The court found it obvious that Robinson intentionally violated his duties to his client, the public, the legal system, and the legal profession.
“Mr. Gump was seriously injured when Mr. Robinson repeatedly beat him with a wooden baseball bat and then continued to beat him as he lay defenseless on the ground,” the court said. “His conduct brought physical injury to his client and also injured the public by lessening people's faith and confidence in the legal profession.”
The court spurned Robinson's argument that his lack of a prior disciplinary record should be considered as a mitigating factor. While the hearing panel was evaluating what sanction to recommend, Robinson was also facing disciplinary charges in Kentucky, the court pointed out.
Those charges resulted from Robinson's guilty pleas to two counts of “wanton endangerment” growing out of a violent altercation in which Robinson allegedly threw a propane tank through the windshield of his wife's vehicle as she was attempting to exit the driveway of their home with a child. A witness told the police that Robinson threw the tank at the vehicle several times until the rear window finally broke, the court noted.
As an aggravating factor, the hearing panel found that Robinson's assault on Gump continued a long history of criminal behavior that began in 1995, before Robinson's admission to the West Virginia bar, when he was convicted of assault and public drunkenness.
The hearing panel also found several other aggravating factors: lack of remorse; lack of full disclosure; conversion of settlement funds belonging to Gump's grandfather; and a pattern of failing to follow court orders.
The court agreed with the disciplinary board that Robinson's license should be annulled in light of his criminal offense and his failure to take responsibility for his actions or even recognize their magnitude.
Before Robinson petitions for reinstatement, the court directed, he must undergo a comprehensive examination by a psychiatrist, comply with any recommended treatment, and complete an extensive course in anger management. After reinstatement his practice must be supervised for two years, the court added.
The Office of Disciplinary Counsel was represented by Chief Lawyer Disciplinary Counsel Rachael L. Fletcher Cipolleti, Charleston, W. Va. Sherri D. Goodman, Charleston, represented Robinson.
Full text at http://op.bna.com/mopc.nsf/r?Open=kswn-8znlbs.

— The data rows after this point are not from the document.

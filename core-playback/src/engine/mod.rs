//! # Playback Engine
//!
//! Long-lived state machine owning the queue, the play history and the single
//! active media resource.
//!
//! ## Overview
//!
//! ```text
//!  EngineHandle ──┐
//!  MediaSession ──┤                   ┌──────────────────────────┐
//!  resource sinks ┼──> EngineEvent ──>│ PlaybackEngine           │
//!  TimerSlots ────┤    (mpsc queue)   │  queue / history / mode  │
//!  network/app ───┘                   │  active resource         │
//!                                     │  ResilienceMonitor       │
//!                                     └──────┬────────────┬──────┘
//!                                            │            │
//!                                  claim_ready()     spawn(preload())
//!                                            v            v
//!                                     ┌──────────────────────────┐
//!                                     │ ResourceCache            │
//!                                     └──────────────────────────┘
//! ```
//!
//! Every source of change posts an [`EngineEvent`] into one queue and the
//! engine handles them one at a time. Delays (backoff, cooldown, stall
//! debounce, end fallback, sleep timer, persistence) are `TimerSlot`s whose
//! callbacks post back into the same queue, so commands keep flowing while a
//! delay is pending.
//!
//! Listener registrations are revocable: when a resource is retired its
//! token is cancelled, and anything it already queued is recognised as stale
//! by its instance number.
//!
//! ## Usage
//!
//! ```rust,ignore
//! let mut engine = PlaybackEngine::builder(core_config)
//!     .config(PlaybackConfig::default())
//!     .resolver(Arc::new(BaseUrlResolver::new("https://cdn.example.com/audio")))
//!     .catalog(catalog)
//!     .build()?;
//! engine.start().await?;
//! engine.load_queue_from_catalog().await?;
//!
//! let handle = engine.handle();
//! core_async::spawn(engine.run());
//! handle.play_track(TrackId(1), None, None)?;
//! ```

mod events;
mod recovery;
mod state;
mod transitions;
mod transport;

Copyright 2012, the American Bar Association and The Bureau of National Affairs, Inc. All Rights Reserved.
All Bloomberg BNA treatises are available on standing order, which ensures you will always receive the most current edition of the book or supplement of the title you have ordered from Bloomberg BNA’s book division. As soon as a new supplement or edition is published (usually annually) for a title you’ve previously purchased and requested to be placed on standing order, we’ll ship it to you to review for 30 days without any obligation. During this period, you can either (a) honor the invoice and receive a 5% discount (in addition to any other discounts you may qualify for) off the then-current price of the update, plus shipping and handling or (b) return the book(s), in which case, your invoice will be cancelled upon receipt of the book(s). Call us for a prepaid UPS label for your return. It’s as simple and easy as that. Most importantly, standing orders mean you will never have to worry about the timeliness of the information you’re relying on. And, you may discontinue standing orders at any time by contacting us at 1.800.960.1220 or by sending an email to email@example.com.
Put me on standing order at a 5% discount off list price of all future updates, in addition to any other discounts I may quality for. (Returnable within 30 days.)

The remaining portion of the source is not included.